In 2008, after releasing their fourth CD, Life Like, Crisp’s marriage to Howard fell apart.
It may seem surprising, but Crisp says she knew the split wasn’t going to end The Rosebuds.
“Ivan and I have always connected creatively, and I feel like our creative partnership, that never changed,” Crisp says. “We’re a really good team.”
Crisp says she and Howard didn’t know what kind of album they would make in the wake of their split, but it soon became obvious that it had to be about their marriage.
“What else could we write about?” Crisp observes.
“It was the most important thing. And so anything else would have seemed contrived, really.”
As a result of being able to honestly explore their feelings about their marriage, Crisp and Howard created a CD in Loud Planes Fly Low that is richer, more revealing and more emotionally raw than anything they’ve done before.
When Howard repeats in “Without a Focus” that “I don’t know how I’m supposed to feel,” there’s no mistaking the fear and vulnerability he’s feeling as his once-settled life crumbles into a far more uncertain future. And Crisp touches a nerve in “Come Visit Me,” where she longs for her partner even though she knows a tryst will probably do more harm than good. One key couplet goes: “I wanna feel something way out here / I need something to happen now / even if it fucks me up.”
Those sort of heavy emotions have not been typical for The Rosebuds before now. Instead, words like fun, light and spontaneous seemed like appropriate terms to describe both the band’s beginnings and its music before now.
In fact, Howard and Crisp became a band in 2001 when Howard was asked to sub for a band at a bar in their then-home base, Wilmington, N.C., literally a few hours before the gig. He had his wife come along to play keys at the show, and the group was born. A year later, the duo had moved to Raleigh and had a record deal with Merge Records. But Crisp and Howard retained their cheerful, unpretentious attitudes as their albums (2003’s The Rosebuds Make Out, 2005’s Birds Make Good Neighbors, 2007’s Night of the Furies and 2008’s Life Like) built the group a solid following.
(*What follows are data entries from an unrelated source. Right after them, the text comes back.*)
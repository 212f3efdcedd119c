//! HMAC-SHA512 signature generation for CoinSpot API authentication.
//!
//! Every signed request carries a signature computed as:
//! ```text
//! hex(HMAC-SHA512(api_secret, json_body))
//! ```
//!
//! where `json_body` is the exact text sent as the POST body (nonce
//! included). The signature goes in the `sign` header.

use hmac::{Hmac, Mac};
use sha2::Sha512;

use crate::auth::Credentials;
use crate::error::CoinspotError;

type HmacSha512 = Hmac<Sha512>;

/// Sign a serialized request body for CoinSpot's API.
///
/// # Arguments
///
/// * `credentials` - API credentials containing the secret
/// * `body` - The serialized JSON body, exactly as it will be sent
///
/// # Returns
///
/// Lowercase hex-encoded HMAC-SHA512 signature (128 characters).
///
/// # Example
///
/// ```rust
/// use coinspot_api_client::auth::{Credentials, sign_request};
///
/// # fn main() -> Result<(), Box<dyn std::error::Error>> {
/// let credentials = Credentials::new("api_key", "api_secret");
/// let signature = sign_request(&credentials, r#"{"nonce":1234567890}"#)?;
/// assert_eq!(signature.len(), 128);
/// # Ok(())
/// # }
/// ```
pub fn sign_request(credentials: &Credentials, body: &str) -> Result<String, CoinspotError> {
    let mut hmac = HmacSha512::new_from_slice(credentials.expose_secret().as_bytes())
        .map_err(|e| CoinspotError::Auth(format!("Invalid HMAC key: {e}")))?;
    hmac.update(body.as_bytes());
    Ok(hex::encode(hmac.finalize().into_bytes()))
}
But Loud Planes Fly Low, whose music fits the emotional weight of its lyrics, is something different for the group. Often, the tone is melancholy (“Go Ahead,” “Waiting for You” and “Come Visit Me”) or sad (“Without a Focus” and “Cover Ears”). Fortunately, the melodies are often downright pretty and so appealing that it’s hard not to be pulled into the CD’s sway.
Crisp says she enjoyed making Loud Planes Fly Low, and if the CD has its share of sadness and uncertainty, it ultimately has a positive message.
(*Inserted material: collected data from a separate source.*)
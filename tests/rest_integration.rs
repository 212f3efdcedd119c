use std::str::FromStr;
use std::sync::Arc;
use std::time::Duration;

use rust_decimal::Decimal;
use time::macros::date;
use tokio_test::{assert_err, assert_ok};
use wiremock::matchers::{body_json, body_string, header, method, path};
use wiremock::{Mock, MockServer, ResponseTemplate};

use coinspot_api_client::auth::{
    Credentials, IncreasingNonce, NonceProvider, StaticCredentials, sign_request,
};
use coinspot_api_client::error::CoinspotError;
use coinspot_api_client::rest::CoinspotRestClient;
use coinspot_api_client::rest::private::{OrderRequest, QuoteRequest};
use coinspot_api_client::types::DateRange;

const GOLDEN_SIGNATURE: &str = "2f65a81486992ce095b9ea5a3233424826363271c661ca457a9456b1a471f7ae9d6c140434ea61b9ead6e479c2d460d70e80366c199bcf50b8a974cb1b35264a";

struct FixedNonce(u64);

impl NonceProvider for FixedNonce {
    fn next_nonce(&self) -> u64 {
        self.0
    }
}

fn build_client(server: &MockServer) -> CoinspotRestClient {
    let credentials = Arc::new(StaticCredentials::new("test_key", "test_secret"));
    CoinspotRestClient::builder()
        .base_url(server.uri())
        .credentials(credentials)
        .build()
}

fn build_client_with_nonce(server: &MockServer, nonce: Arc<dyn NonceProvider>) -> CoinspotRestClient {
    let credentials = Arc::new(StaticCredentials::new("test_key", "test_secret"));
    CoinspotRestClient::builder()
        .base_url(server.uri())
        .credentials(credentials)
        .nonce_provider(nonce)
        .build()
}

fn ok_response() -> ResponseTemplate {
    ResponseTemplate::new(200).set_body_json(serde_json::json!({"status": "ok"}))
}

fn received_nonce(request: &wiremock::Request) -> u64 {
    let body: serde_json::Value = serde_json::from_slice(&request.body).unwrap();
    body["nonce"].as_u64().unwrap()
}

#[tokio::test]
async fn test_signed_request_matches_golden_vector() {
    let server = MockServer::start().await;
    let response = serde_json::json!({
        "status": "ok",
        "buyorders": [{"amount": 1.5, "rate": 42000}],
        "sellorders": []
    });

    Mock::given(method("POST"))
        .and(path("/api/orders"))
        .and(header("content-type", "application/json"))
        .and(header("key", "test_key"))
        .and(header("sign", GOLDEN_SIGNATURE))
        .and(body_string(r#"{"cointype":"BTC","nonce":123}"#))
        .respond_with(ResponseTemplate::new(200).set_body_json(response))
        .mount(&server)
        .await;

    let client = build_client_with_nonce(&server, Arc::new(IncreasingNonce::starting_at(122)));
    let orders = client.orders("BTC").await.unwrap();

    assert_eq!(orders["coin"], "BTC");
    assert_eq!(orders["buyorders"].as_array().unwrap().len(), 1);
}

#[tokio::test]
async fn test_nonces_strictly_increase_and_signatures_verify() {
    let server = MockServer::start().await;

    Mock::given(method("POST"))
        .and(path("/api/my/orders"))
        .respond_with(ok_response())
        .expect(5)
        .mount(&server)
        .await;

    let client = build_client(&server);
    for _ in 0..5 {
        assert_ok!(client.my_orders().await);
    }

    let requests = server.received_requests().await.unwrap();
    let nonces: Vec<u64> = requests.iter().map(received_nonce).collect();
    for window in nonces.windows(2) {
        assert!(window[1] > window[0], "nonces must increase: {nonces:?}");
    }

    let credentials = Credentials::new("test_key", "test_secret");
    for request in &requests {
        let body = std::str::from_utf8(&request.body).unwrap();
        let sign = request.headers.get("sign").unwrap().to_str().unwrap();
        assert_eq!(sign, sign_request(&credentials, body).unwrap());
    }
}

#[tokio::test]
async fn test_concurrent_calls_get_unique_nonces() {
    let server = MockServer::start().await;

    Mock::given(method("POST"))
        .and(path("/api/ro/my/sendreceive"))
        .respond_with(ok_response())
        .mount(&server)
        .await;

    let client = build_client(&server);
    let calls = (0..8).map(|_| client.send_receive());
    let results = futures_util::future::join_all(calls).await;
    assert!(results.iter().all(Result::is_ok));

    let requests = server.received_requests().await.unwrap();
    let mut nonces: Vec<u64> = requests.iter().map(received_nonce).collect();
    nonces.sort_unstable();
    nonces.dedup();
    assert_eq!(nonces.len(), 8);
}

#[tokio::test]
async fn test_exchange_error_surfaces_message() {
    let server = MockServer::start().await;

    Mock::given(method("POST"))
        .and(path("/api/my/buy/cancel"))
        .respond_with(
            ResponseTemplate::new(200)
                .set_body_json(serde_json::json!({"status": "error", "message": "bad nonce"})),
        )
        .mount(&server)
        .await;

    let client = build_client(&server);
    let err = assert_err!(client.buy_cancel("order-1").await);

    match err {
        CoinspotError::Api(api) => {
            assert_eq!(api.message, "bad nonce");
            assert!(api.is_invalid_nonce());
        }
        other => panic!("expected API error, got {other:?}"),
    }
}

#[tokio::test]
async fn test_exchange_error_with_http_error_status() {
    let server = MockServer::start().await;

    Mock::given(method("POST"))
        .and(path("/api/my/sell/cancel"))
        .respond_with(
            ResponseTemplate::new(400)
                .set_body_json(serde_json::json!({"status": "error", "message": "Invalid id"})),
        )
        .mount(&server)
        .await;

    let client = build_client(&server);
    let err = assert_err!(client.sell_cancel("nope").await);
    assert_eq!(err.api_error().unwrap().message, "Invalid id");
}

#[tokio::test]
async fn test_non_json_body_is_transport_error() {
    let server = MockServer::start().await;

    Mock::given(method("POST"))
        .and(path("/pubapi/latest"))
        .respond_with(ResponseTemplate::new(502).set_body_string("<html>Bad Gateway</html>"))
        .mount(&server)
        .await;

    let client = build_client(&server);
    let err = assert_err!(client.latest_prices().await);
    assert!(matches!(err, CoinspotError::Json(_)));
    assert!(err.is_transport());
}

#[tokio::test]
async fn test_http_failure_without_error_status_is_invalid_response() {
    let server = MockServer::start().await;

    Mock::given(method("POST"))
        .and(path("/api/my/orders"))
        .respond_with(ResponseTemplate::new(500).set_body_json(serde_json::json!({})))
        .mount(&server)
        .await;

    let client = build_client(&server);
    let err = assert_err!(client.my_orders().await);
    assert!(matches!(err, CoinspotError::InvalidResponse(_)));
}

#[tokio::test]
async fn test_connection_refused_is_transport_error() {
    // Nothing listens on port 1.
    let client = CoinspotRestClient::builder()
        .base_url("http://127.0.0.1:1")
        .credentials(Arc::new(StaticCredentials::new("test_key", "test_secret")))
        .build();

    let err = assert_err!(client.my_orders().await);
    assert!(err.is_transport(), "unexpected error: {err:?}");
}

#[tokio::test]
async fn test_request_timeout() {
    let server = MockServer::start().await;

    Mock::given(method("POST"))
        .and(path("/api/my/orders"))
        .respond_with(ok_response().set_delay(Duration::from_millis(500)))
        .mount(&server)
        .await;

    let client = CoinspotRestClient::builder()
        .base_url(server.uri())
        .credentials(Arc::new(StaticCredentials::new("test_key", "test_secret")))
        .timeout(Duration::from_millis(50))
        .build();

    let err = assert_err!(client.my_orders().await);
    assert!(matches!(err, CoinspotError::Timeout), "unexpected error: {err:?}");
}

#[tokio::test]
async fn test_missing_credentials() {
    let server = MockServer::start().await;
    let client = CoinspotRestClient::builder().base_url(server.uri()).build();

    let err = assert_err!(client.latest_prices().await);
    assert!(matches!(err, CoinspotError::MissingCredentials));
    assert!(server.received_requests().await.unwrap().is_empty());
}

#[tokio::test]
async fn test_quote_buy_body() {
    let server = MockServer::start().await;

    Mock::given(method("POST"))
        .and(path("/api/quote/buy"))
        .and(body_json(serde_json::json!({
            "cointype": "LTC",
            "amount": 0.5,
            "nonce": 777
        })))
        .respond_with(
            ResponseTemplate::new(200)
                .set_body_json(serde_json::json!({"status": "ok", "quote": 95.5, "timeframe": 0})),
        )
        .mount(&server)
        .await;

    let client = build_client_with_nonce(&server, Arc::new(FixedNonce(777)));
    let quote = client
        .quote_buy(&QuoteRequest::new("LTC", Decimal::new(5, 1)))
        .await
        .unwrap();

    assert_eq!(quote["coin"], "LTC");
    assert_eq!(quote["timeframe"], 0);
}

#[tokio::test]
async fn test_quote_sell_path() {
    let server = MockServer::start().await;

    Mock::given(method("POST"))
        .and(path("/api/quote/sell"))
        .respond_with(ok_response())
        .mount(&server)
        .await;

    let client = build_client(&server);
    let quote = assert_ok!(client.quote_sell(&QuoteRequest::new("DOGE", Decimal::from(100))).await);
    assert_eq!(quote["coin"], "DOGE");
}

#[tokio::test]
async fn test_place_buy_and_sell_orders() {
    let server = MockServer::start().await;

    Mock::given(method("POST"))
        .and(path("/api/my/buy"))
        .and(body_json(serde_json::json!({
            "cointype": "BTC",
            "amount": 0.01,
            "rate": 45000.5,
            "nonce": 9
        })))
        .respond_with(ok_response())
        .mount(&server)
        .await;
    Mock::given(method("POST"))
        .and(path("/api/my/sell"))
        .respond_with(ok_response())
        .mount(&server)
        .await;

    let client = build_client_with_nonce(&server, Arc::new(FixedNonce(9)));
    let order = OrderRequest::new(
        "BTC",
        Decimal::from_str("0.01").unwrap(),
        Decimal::from_str("45000.5").unwrap(),
    );
    let placed = client.buy(&order).await.unwrap();
    assert_eq!(placed["coin"], "BTC");

    let sold = client.sell(&order).await.unwrap();
    assert_eq!(sold["coin"], "BTC");
}

#[tokio::test]
async fn test_order_history_and_deposit_address() {
    let server = MockServer::start().await;

    Mock::given(method("POST"))
        .and(path("/api/orders/history"))
        .respond_with(
            ResponseTemplate::new(200)
                .set_body_json(serde_json::json!({"status": "ok", "orders": []})),
        )
        .mount(&server)
        .await;
    Mock::given(method("POST"))
        .and(path("/api/my/coin/deposit"))
        .respond_with(
            ResponseTemplate::new(200)
                .set_body_json(serde_json::json!({"status": "ok", "address": "Dxyz"})),
        )
        .mount(&server)
        .await;

    let client = build_client(&server);

    let history = client.order_history("ETH").await.unwrap();
    assert_eq!(history["coin"], "ETH");

    let deposit = client.coin_deposit("DOGE").await.unwrap();
    assert_eq!(deposit["address"], "Dxyz");
    assert_eq!(deposit["coin"], "DOGE");
}

#[tokio::test]
async fn test_history_without_coin_is_not_tagged() {
    let server = MockServer::start().await;

    Mock::given(method("POST"))
        .and(path("/api/ro/my/deposits"))
        .and(body_json(serde_json::json!({
            "startdate": "2024-01-01",
            "enddate": "2024-03-31",
            "nonce": 5
        })))
        .respond_with(
            ResponseTemplate::new(200)
                .set_body_json(serde_json::json!({"status": "ok", "deposits": []})),
        )
        .mount(&server)
        .await;

    let client = build_client_with_nonce(&server, Arc::new(FixedNonce(5)));
    let range = DateRange::between(date!(2024 - 01 - 01), date!(2024 - 03 - 31));
    let deposits = client.deposit_history(&range).await.unwrap();

    assert!(deposits.get("coin").is_none());
    assert!(deposits["deposits"].as_array().unwrap().is_empty());
}

#[tokio::test]
async fn test_unbounded_history_sends_only_nonce() {
    let server = MockServer::start().await;

    Mock::given(method("POST"))
        .and(path("/api/ro/my/withdrawals"))
        .and(body_string(r#"{"nonce":11}"#))
        .respond_with(ok_response())
        .mount(&server)
        .await;
    Mock::given(method("POST"))
        .and(path("/api/ro/my/transactions"))
        .and(body_string(r#"{"nonce":11}"#))
        .respond_with(ok_response())
        .mount(&server)
        .await;

    let client = build_client_with_nonce(&server, Arc::new(FixedNonce(11)));
    assert_ok!(client.withdrawal_history(&DateRange::all()).await);
    assert_ok!(client.transaction_history(&DateRange::all()).await);
}

#[tokio::test]
async fn test_invalid_coin_symbol_is_rejected_locally() {
    let server = MockServer::start().await;
    let client = build_client(&server);

    let err = assert_err!(client.coin_balance("BTC/../../buy").await);
    assert!(matches!(err, CoinspotError::InvalidParameters(_)));
    assert!(server.received_requests().await.unwrap().is_empty());
}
“We were very lucky to be able to do this together and have this language between us that we speak, in common, [and] that we have this ability to make music together,” she says.
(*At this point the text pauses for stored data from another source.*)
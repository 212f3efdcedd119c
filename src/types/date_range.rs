//! Date filters for the history endpoints.

use serde::{Deserialize, Serialize};
use serde_with::skip_serializing_none;
use time::Date;

use crate::types::serde_helpers::optional_date;

/// An optional `startdate`/`enddate` window for history queries.
///
/// Either bound may be omitted; omitted bounds are not sent.
///
/// ```rust
/// use coinspot_api_client::types::DateRange;
/// use time::macros::date;
///
/// let range = DateRange::between(date!(2024 - 01 - 01), date!(2024 - 06 - 30));
/// assert_eq!(
///     serde_json::to_string(&range).unwrap(),
///     r#"{"startdate":"2024-01-01","enddate":"2024-06-30"}"#
/// );
/// assert_eq!(serde_json::to_string(&DateRange::all()).unwrap(), "{}");
/// ```
#[skip_serializing_none]
#[derive(Debug, Clone, Copy, Default, PartialEq, Eq, Serialize, Deserialize)]
pub struct DateRange {
    /// First day included (inclusive).
    #[serde(with = "optional_date", default)]
    pub startdate: Option<Date>,
    /// Last day included (inclusive).
    #[serde(with = "optional_date", default)]
    pub enddate: Option<Date>,
}

impl DateRange {
    /// No filter: the whole history.
    pub fn all() -> Self {
        Self::default()
    }

    /// Both bounds set.
    pub fn between(start: Date, end: Date) -> Self {
        Self {
            startdate: Some(start),
            enddate: Some(end),
        }
    }

    /// Everything from `start` onwards.
    pub fn since(start: Date) -> Self {
        Self {
            startdate: Some(start),
            enddate: None,
        }
    }

    /// Everything up to and including `end`.
    pub fn until(end: Date) -> Self {
        Self {
            startdate: None,
            enddate: Some(end),
        }
    }

    /// Returns `true` when neither bound is set.
    pub fn is_unbounded(&self) -> bool {
        self.startdate.is_none() && self.enddate.is_none()
    }
}
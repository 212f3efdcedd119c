//! Full-access REST API endpoints.
//!
//! These endpoints need a full-access API key. A client built with
//! `read_only(true)` rejects them locally with
//! [`CoinspotError::ReadOnly`](crate::error::CoinspotError::ReadOnly).

mod types;

pub use types::*;

use serde_json::{Map, Value};

use crate::error::CoinspotError;
use crate::rest::CoinspotRestClient;
use crate::rest::client::to_body;
use crate::rest::endpoints::Endpoint;
use crate::types::CoinBalance;

impl CoinspotRestClient {
    /// List balances for every coin held.
    ///
    /// Needs a full-access client even though the path is under `/api/ro/`.
    ///
    /// CoinSpot's `balances` array of single-key objects is flattened into
    /// one [`CoinBalance`] per coin, in response order.
    ///
    /// # Example
    ///
    /// ```rust,no_run
    /// use coinspot_api_client::rest::CoinspotRestClient;
    ///
    /// #[tokio::main]
    /// async fn main() -> Result<(), Box<dyn std::error::Error>> {
    ///     let client = CoinspotRestClient::new("key", "secret", false);
    ///
    ///     for balance in client.balances().await? {
    ///         println!("{}: {:?} (AUD {:?})", balance.name, balance.balance(), balance.aud_balance());
    ///     }
    ///     Ok(())
    /// }
    /// ```
    pub async fn balances(&self) -> Result<Vec<CoinBalance>, CoinspotError> {
        let response = self.request(Endpoint::Balances, None, Map::new()).await?;
        CoinBalance::from_response(&response)
    }

    /// List open orders for a coin.
    ///
    /// The response is tagged with `coin`.
    ///
    /// # Example
    ///
    /// ```rust,no_run
    /// use coinspot_api_client::rest::CoinspotRestClient;
    ///
    /// #[tokio::main]
    /// async fn main() -> Result<(), Box<dyn std::error::Error>> {
    ///     let client = CoinspotRestClient::new("key", "secret", false);
    ///
    ///     let orders = client.orders("BTC").await?;
    ///     println!("{} buy orders", orders["buyorders"].as_array().map_or(0, Vec::len));
    ///     Ok(())
    /// }
    /// ```
    pub async fn orders(&self, cointype: &str) -> Result<Value, CoinspotError> {
        self.coin_call(Endpoint::Orders, cointype).await
    }

    /// List completed orders for a coin.
    pub async fn order_history(&self, cointype: &str) -> Result<Value, CoinspotError> {
        self.coin_call(Endpoint::OrderHistory, cointype).await
    }

    /// Get the deposit address for a coin.
    pub async fn coin_deposit(&self, cointype: &str) -> Result<Value, CoinspotError> {
        self.coin_call(Endpoint::CoinDeposit, cointype).await
    }

    /// Quick buy quote: the rate per coin and the estimated wait in hours.
    pub async fn quote_buy(&self, request: &QuoteRequest) -> Result<Value, CoinspotError> {
        self.request(Endpoint::QuoteBuy, Some(&request.cointype), to_body(request)?)
            .await
    }

    /// Quick sell quote: the rate per coin and the estimated wait in hours.
    pub async fn quote_sell(&self, request: &QuoteRequest) -> Result<Value, CoinspotError> {
        self.request(Endpoint::QuoteSell, Some(&request.cointype), to_body(request)?)
            .await
    }

    /// List the account's open buy and sell orders.
    pub async fn my_orders(&self) -> Result<Value, CoinspotError> {
        self.request(Endpoint::MyOrders, None, Map::new()).await
    }

    /// Place a limit buy order.
    pub async fn buy(&self, request: &OrderRequest) -> Result<Value, CoinspotError> {
        self.request(Endpoint::Buy, Some(&request.cointype), to_body(request)?)
            .await
    }

    /// Place a limit sell order.
    pub async fn sell(&self, request: &OrderRequest) -> Result<Value, CoinspotError> {
        self.request(Endpoint::Sell, Some(&request.cointype), to_body(request)?)
            .await
    }

    /// Cancel a buy order by ID.
    pub async fn buy_cancel(&self, id: &str) -> Result<Value, CoinspotError> {
        self.request(
            Endpoint::BuyCancel,
            None,
            to_body(&CancelOrderRequest::new(id))?,
        )
        .await
    }

    /// Cancel a sell order by ID.
    pub async fn sell_cancel(&self, id: &str) -> Result<Value, CoinspotError> {
        self.request(
            Endpoint::SellCancel,
            None,
            to_body(&CancelOrderRequest::new(id))?,
        )
        .await
    }

    async fn coin_call(&self, endpoint: Endpoint, cointype: &str) -> Result<Value, CoinspotError> {
        self.request(endpoint, Some(cointype), to_body(&CoinRequest::new(cointype))?)
            .await
    }
}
“I don’t know what [Loud Planes Fly Low] is going to do for other people, but I know what it did for me, and it makes me really appreciate the family that we are, and the creative partners that we are,” she says. “And it really has me feeling celebratory for what we do have. There’s a very hopeful quality to the record for me. So it gives me a lot of inspiration.”
Considering how strongly Crisp and Howard feel about the new CD, it’s no surprise that the group’s live set is built around the new songs.
And Crisp says the end of the marriage has not had an adverse effect on how she and Howard communicate and relate on stage.
“I guess making the record felt like a really great way to sort of cleanse ourselves and be new people for each other,” she says. “So the live shows are very — we’re both really happy with the shows and being on stage together.”